The procedure Main1 uses Insert and Remove in a trivial manner. There are two points to note. First, the with statements are required to access the external modules, Q, which I wrote, and Text_IO, which is part of the standard Ada library. Even having with I needed to use names like Q.Insert. Second, by adding use statements, the dotted notation can be avoided.

package QQpack is
   type Queue is private;
   procedure Insert (X : Float; Q : in out Queue);
   procedure Remove (X : out Float; Q : in out Queue);
   QueueFull, QueueEmpty : exception;
private
   Size : constant Natural := 50;
   type QIndex is new Integer range 0..Size;
   type Contents is array (Qindex) of Float;
   type Queue is record
      Front : Qindex := 0;
      Rear  : Qindex := 0;
      NItems: Natural range 0..Size := 0;
      Item  : Contents;
   end record;
end QQPack;
package body QQPack is
   procedure Insert (X : Float; Q : in out Queue) is
   begin
      if Q.NItems=Size then raise QueueFull; end if;
      Q.NItems := Q.NItems+1;
      Q.Rear := (Q.Rear+1) mod Qindex(Size);
      Q.Item(Q.Rear) := X;
   end Insert;
   procedure Remove (X : out Float; Q : in out Queue) is
   begin
      if Q.NItems=0 then raise QueueEmpty; end if;
      Q.NItems := Q.NItems-1;
      Q.Front := (Q.Front+1) mod Qindex'Last;
      X := Q.Item(Q.Front);
   end Remove;
end QQPack;
with QQPack; use QQPack;
with Text_IO; use Text_IO;
procedure Main2 is
   X: Float;
   TheQueue : Queue;
begin
   Insert(15.0, TheQueue);
   Insert(9.5,  TheQueue);
   Remove(X,TheQueue);
   if X=15.0 then
      Put_Line("OK");
   else
      Put_Line("NG");
   end if;
exception
   when QueueFull  => Put_Line ("Queue Full");
   when QueueEmpty => Put_Line ("Queue Empty");
end Main2;

A Better Ada Queue Package

On the right, we now see a better queue package.
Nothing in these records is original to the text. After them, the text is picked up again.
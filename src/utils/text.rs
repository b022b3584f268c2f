/// Shorten upstream bodies before they reach the logs.
pub fn truncate(s: &str) -> String {
    const MAX: usize = 512;
    if s.len() > MAX {
        let end = s
            .char_indices()
            .map(|(i, _)| i)
            .take_while(|&i| i <= MAX)
            .last()
            .unwrap_or(0);
        format!("{}… ({} bytes)", &s[..end], s.len())
    } else {
        s.to_string()
    }
}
A major change between the previous package and this one is that this package is for many queues not just one. Instead of implementing a queue, we now make public the type of the queue and have the user allocate however many queues they want.
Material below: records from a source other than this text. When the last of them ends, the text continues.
#[cfg(test)]
mod tests {
    use super::*;
    use crate::config::{Config, HttpConfig, NasaApiConfig, NasaConfig, ServerConfig, TranslationConfig};
    use axum::body::{Body, Bytes};
    use axum::http::{HeaderMap, Request};
    use mockito::{Matcher, Mock, Server, ServerGuard};
    use tower::ServiceExt;

    const NASA_PATH: &str = "/planetary/apod";

    fn config_for(nasa_base: &str, translate_base: &str) -> Config {
        Config {
            server: ServerConfig::default(),
            nasa: NasaConfig {
                api: NasaApiConfig {
                    url: format!("{}{}", nasa_base, NASA_PATH),
                    key: "DEMO_KEY".to_string(),
                },
            },
            translation: TranslationConfig {
                api_url: format!("{}/get", translate_base),
                langpair: "en|pt-BR".to_string(),
            },
            http: HttpConfig::default(),
        }
    }

    /// Address nothing listens on, for connection failures.
    fn closed_url() -> String {
        let listener = std::net::TcpListener::bind("127.0.0.1:0").unwrap();
        let addr = listener.local_addr().unwrap();
        drop(listener);
        format!("http://{}", addr)
    }

    fn app_for(server: &ServerGuard) -> Router {
        let config = config_for(&server.url(), &server.url());
        build_app(AppState::new(config).unwrap())
    }

    async fn get(app: Router, uri: &str) -> (StatusCode, HeaderMap, Bytes) {
        let response = app
            .oneshot(Request::builder().uri(uri).body(Body::empty()).unwrap())
            .await
            .unwrap();
        let status = response.status();
        let headers = response.headers().clone();
        let body = axum::body::to_bytes(response.into_body(), usize::MAX)
            .await
            .unwrap();
        (status, headers, body)
    }

    async fn mock_nasa(server: &mut ServerGuard, status: usize, body: &str) -> Mock {
        server
            .mock("GET", NASA_PATH)
            .match_query(Matcher::UrlEncoded("api_key".into(), "DEMO_KEY".into()))
            .with_status(status)
            .with_header("content-type", "application/json")
            .with_body(body)
            .create_async()
            .await
    }

    async fn mock_translation(server: &mut ServerGuard, input: &str, output: &str) -> Mock {
        server
            .mock("GET", "/get")
            .match_query(Matcher::AllOf(vec![
                Matcher::UrlEncoded("q".into(), input.into()),
                Matcher::UrlEncoded("langpair".into(), "en|pt-BR".into()),
            ]))
            .with_status(200)
            .with_body(json!({"responseData": {"translatedText": output}}).to_string())
            .expect(1)
            .create_async()
            .await
    }

    fn text_with_periods(len: usize, periods: &[usize]) -> String {
        (0..len)
            .map(|i| {
                if periods.contains(&i) {
                    '.'
                } else if i % 9 == 8 {
                    ' '
                } else {
                    'w'
                }
            })
            .collect()
    }

    #[tokio::test]
    async fn short_fields_are_translated() {
        let mut server = Server::new_async().await;
        let _nasa = mock_nasa(
            &mut server,
            200,
            r#"{"title":"Galaxy","explanation":"A spiral galaxy.","url":"http://x/y.jpg"}"#,
        )
        .await;
        let title = mock_translation(&mut server, "Galaxy", "Galáxia").await;
        let explanation =
            mock_translation(&mut server, "A spiral galaxy.", "Uma galáxia espiral.").await;

        let (status, _, body) = get(app_for(&server), "/apod").await;

        assert_eq!(status, StatusCode::OK);
        let json: Value = serde_json::from_slice(&body).unwrap();
        assert_eq!(
            json,
            json!({"title": "Galáxia", "explanation": "Uma galáxia espiral.", "url": "http://x/y.jpg"})
        );
        title.assert_async().await;
        explanation.assert_async().await;
    }

    #[tokio::test]
    async fn long_explanation_is_translated_in_three_chunks() {
        let explanation = text_with_periods(1200, &[480, 900]);
        let mut server = Server::new_async().await;
        let nasa_body = json!({"title": "Galaxy", "explanation": &explanation, "url": "http://x/y.jpg"});
        let _nasa = mock_nasa(&mut server, 200, &nasa_body.to_string()).await;
        let _title = mock_translation(&mut server, "Galaxy", "Galáxia").await;
        let chunks = [
            mock_translation(&mut server, &explanation[..481], "um.").await,
            mock_translation(&mut server, &explanation[481..901], "dois.").await,
            mock_translation(&mut server, &explanation[901..], "três").await,
        ];

        let (status, _, body) = get(app_for(&server), "/apod").await;

        assert_eq!(status, StatusCode::OK);
        let json: Value = serde_json::from_slice(&body).unwrap();
        assert_eq!(json["explanation"], "um. dois. três");
        for chunk in &chunks {
            chunk.assert_async().await;
        }
    }

    #[tokio::test]
    async fn translation_failures_keep_original_text() {
        let mut server = Server::new_async().await;
        let _nasa = mock_nasa(
            &mut server,
            200,
            r#"{"title":"Galaxy","explanation":"A spiral galaxy.","url":"http://x/y.jpg"}"#,
        )
        .await;
        let translations = server
            .mock("GET", "/get")
            .match_query(Matcher::Any)
            .with_status(500)
            .expect(2)
            .create_async()
            .await;

        let (status, _, body) = get(app_for(&server), "/apod").await;

        assert_eq!(status, StatusCode::OK);
        let json: Value = serde_json::from_slice(&body).unwrap();
        assert_eq!(json["title"], "Galaxy");
        assert_eq!(json["explanation"], "A spiral galaxy.");
        translations.assert_async().await;
    }

    #[tokio::test]
    async fn other_fields_pass_through() {
        let nasa_body = r#"{"copyright":"Jane Doe","date":"2024-05-01","explanation":"A spiral galaxy.","hdurl":null,"media_type":"image","service_version":"v1","title":"Galaxy","url":"http://x/y.jpg"}"#;
        let mut server = Server::new_async().await;
        let _nasa = mock_nasa(&mut server, 200, nasa_body).await;
        let _title = mock_translation(&mut server, "Galaxy", "Galáxia").await;
        let _explanation =
            mock_translation(&mut server, "A spiral galaxy.", "Uma galáxia espiral.").await;

        let (status, _, body) = get(app_for(&server), "/apod").await;

        assert_eq!(status, StatusCode::OK);
        let expected = nasa_body
            .replace(r#""title":"Galaxy""#, r#""title":"Galáxia""#)
            .replace(
                r#""explanation":"A spiral galaxy.""#,
                r#""explanation":"Uma galáxia espiral.""#,
            );
        assert_eq!(String::from_utf8_lossy(&body), expected);
    }

    #[tokio::test]
    async fn missing_and_null_text_fields_are_not_translated() {
        let nasa_body = r#"{"date":"2024-05-01","explanation":null,"media_type":"video","url":"http://x/v.mp4"}"#;
        let mut server = Server::new_async().await;
        let _nasa = mock_nasa(&mut server, 200, nasa_body).await;
        let translations = server
            .mock("GET", "/get")
            .match_query(Matcher::Any)
            .expect(0)
            .create_async()
            .await;

        let (status, _, body) = get(app_for(&server), "/apod").await;

        assert_eq!(status, StatusCode::OK);
        assert_eq!(String::from_utf8_lossy(&body), nasa_body);
        translations.assert_async().await;
    }

    #[tokio::test]
    async fn empty_upstream_body_is_bad_gateway() {
        let mut server = Server::new_async().await;
        let _nasa = mock_nasa(&mut server, 200, "").await;
        let translations = server
            .mock("GET", "/get")
            .match_query(Matcher::Any)
            .expect(0)
            .create_async()
            .await;

        let (status, _, body) = get(app_for(&server), "/apod").await;

        assert_eq!(status, StatusCode::BAD_GATEWAY);
        assert_eq!(
            String::from_utf8_lossy(&body),
            "Não foi possível obter os dados da NASA neste momento."
        );
        translations.assert_async().await;
    }

    #[tokio::test]
    async fn upstream_status_is_relayed() {
        let mut server = Server::new_async().await;
        let _nasa = mock_nasa(&mut server, 429, r#"{"error":"OVER_RATE_LIMIT"}"#).await;

        let (status, _, body) = get(app_for(&server), "/apod").await;

        assert_eq!(status, StatusCode::TOO_MANY_REQUESTS);
        let body = String::from_utf8_lossy(&body);
        assert!(body.starts_with("Erro ao acessar a API da NASA"));
        assert!(body.contains("Too Many Requests"));
    }

    #[tokio::test]
    async fn transport_failure_is_service_unavailable() {
        let dead_url = closed_url();
        let app = build_app(AppState::new(config_for(&dead_url, &dead_url)).unwrap());
        let (status, _, body) = get(app.clone(), "/apod").await;
        assert_eq!(status, StatusCode::SERVICE_UNAVAILABLE);
        assert!(String::from_utf8_lossy(&body).starts_with("Serviço indisponível"));

        let (status, _, _) = get(app, "/apod/image").await;
        assert_eq!(status, StatusCode::SERVICE_UNAVAILABLE);
    }

    #[tokio::test]
    async fn video_media_is_no_content() {
        let mut server = Server::new_async().await;
        let nasa_body = json!({"title": "Launch", "url": format!("{}/launch.mp4", server.url())});
        let _nasa = mock_nasa(&mut server, 200, &nasa_body.to_string()).await;
        let _media = server
            .mock("GET", "/launch.mp4")
            .with_status(200)
            .with_header("content-type", "video/mp4")
            .with_body([0u8, 0, 0, 0x18, b'f', b't', b'y', b'p'])
            .create_async()
            .await;

        let (status, _, _) = get(app_for(&server), "/apod/image").await;

        assert_eq!(status, StatusCode::NO_CONTENT);
    }

    #[tokio::test]
    async fn html_media_is_no_content() {
        let mut server = Server::new_async().await;
        let nasa_body = json!({"url": format!("{}/embed", server.url())});
        let _nasa = mock_nasa(&mut server, 200, &nasa_body.to_string()).await;
        let _media = server
            .mock("GET", "/embed")
            .with_status(200)
            .with_header("content-type", "text/html; charset=utf-8")
            .with_body("<html><iframe></iframe></html>")
            .create_async()
            .await;

        let (status, _, _) = get(app_for(&server), "/apod/image").await;

        assert_eq!(status, StatusCode::NO_CONTENT);
    }

    #[tokio::test]
    async fn image_bytes_are_relayed() {
        let png = [0x89u8, 0x50, 0x4E, 0x47, 0x0D, 0x0A, 0x1A, 0x0A];
        let mut server = Server::new_async().await;
        let nasa_body = json!({"title": "Galaxy", "url": format!("{}/y.png", server.url())});
        let _nasa = mock_nasa(&mut server, 200, &nasa_body.to_string()).await;
        let _media = server
            .mock("GET", "/y.png")
            .with_status(200)
            .with_header("content-type", "image/png")
            .with_body(png)
            .create_async()
            .await;
        let translations = server
            .mock("GET", "/get")
            .match_query(Matcher::Any)
            .expect(0)
            .create_async()
            .await;

        let (status, headers, body) = get(app_for(&server), "/apod/image").await;

        assert_eq!(status, StatusCode::OK);
        assert_eq!(&body[..], &png[..]);
        assert_eq!(headers[header::CONTENT_TYPE], "image/png");
        assert_eq!(headers[header::CONTENT_DISPOSITION], "inline; filename=apod-media");
        translations.assert_async().await;
    }

    #[tokio::test]
    async fn media_without_content_type_is_octet_stream() {
        let mut server = Server::new_async().await;
        let nasa_body = json!({"url": format!("{}/blob", server.url())});
        let _nasa = mock_nasa(&mut server, 200, &nasa_body.to_string()).await;
        let _media = server
            .mock("GET", "/blob")
            .with_status(200)
            .with_body("raw")
            .create_async()
            .await;

        let (status, headers, body) = get(app_for(&server), "/apod/image").await;

        assert_eq!(status, StatusCode::OK);
        assert_eq!(headers[header::CONTENT_TYPE], DEFAULT_MEDIA_TYPE);
        assert_eq!(&body[..], b"raw");
    }

    #[tokio::test]
    async fn missing_url_or_media_is_bad_gateway() {
        let mut server = Server::new_async().await;
        let _nasa = mock_nasa(&mut server, 200, r#"{"title":"Galaxy","url":null}"#).await;

        let (status, _, body) = get(app_for(&server), "/apod/image").await;
        assert_eq!(status, StatusCode::BAD_GATEWAY);
        assert_eq!(
            String::from_utf8_lossy(&body),
            "Não foi possível obter a URL da mídia da NASA neste momento."
        );

        let mut server = Server::new_async().await;
        let nasa_body = json!({"url": format!("{}/gone.jpg", server.url())});
        let _nasa = mock_nasa(&mut server, 200, &nasa_body.to_string()).await;
        let _media = server
            .mock("GET", "/gone.jpg")
            .with_status(404)
            .create_async()
            .await;

        let (status, _, body) = get(app_for(&server), "/apod/image").await;
        assert_eq!(status, StatusCode::BAD_GATEWAY);
        assert_eq!(
            String::from_utf8_lossy(&body),
            "Não foi possível baixar a mídia da URL fornecida pela NASA."
        );
    }

    #[tokio::test]
    async fn image_endpoint_relays_nasa_status() {
        let mut server = Server::new_async().await;
        let _nasa = mock_nasa(&mut server, 403, "forbidden").await;

        let (status, _, _) = get(app_for(&server), "/apod/image").await;

        assert_eq!(status, StatusCode::FORBIDDEN);
    }

    #[tokio::test]
    async fn serves_openapi_and_health() {
        let server = Server::new_async().await;
        let app = app_for(&server);

        let (status, _, body) = get(app.clone(), "/api-docs/openapi.json").await;
        assert_eq!(status, StatusCode::OK);
        let doc: Value = serde_json::from_slice(&body).unwrap();
        assert!(doc["paths"]["/apod/image"].is_object());

        let (status, _, body) = get(app, "/health").await;
        assert_eq!(status, StatusCode::OK);
        let health: Value = serde_json::from_slice(&body).unwrap();
        assert_eq!(health["status"], "ok");
    }
}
We again see three parts to the implementation: The package specification, the package body, and the procedure using the package. However, this time the package specification has two parts, the normal public section and a new section labeled private.

The package specification again includes declarations (not definitions) of the Insert and Remove procedures. There are two differences between the versions here and in the previous section. First, since the user may be declaring multiple queues, the procedures now have the specific queue as an additional (in out) argument. Second, Ada functions can have only in parameters so Remove is now a procedure with the removed value X as an out parameter.
We see that the type Queue is declared here in the public section, but is declared to be private. What does this mean? It means that the user can declare objects of type Queue but cannot see inside those objects, i.e., cannot see the implementation. This is sometimes called an opaque declaration. In the private part of the specification, we see the details of the queue definition, including definitions of the types used within queue. Note that Front and Rear are now per-queue quantities. We added a count of the items present to detect full and empty queues.
Finally, back in the public part, we see declarations of two exceptions whose lack we criticized in the previous version.
The package body contains only the definitions of Insert and Remove. It includes the natural code to count items and detect full and empty queues. It raises the QueueFull and QueueEmpty exceptions when appropriate.
The procedure Main2 declares a queue and uses it as expected. It could just as easily declare more queues. Note the exception section at the end of the procedure. If any of the statements between begin and exception raise either the QueueFull or QueueEmpty exception, the corresponding when clause will be triggered and the appropriate message will be printed. The exceptions are available because they appeared in the specification. However, to determine what events can trigger them, we need to look at the package body.
Note that we included use statements for QQ and Text_IO. Had we not, Insert, Remove, QueueFull and QueueEmpty would require a QQ. prefix and Put_Line would require Text_IO.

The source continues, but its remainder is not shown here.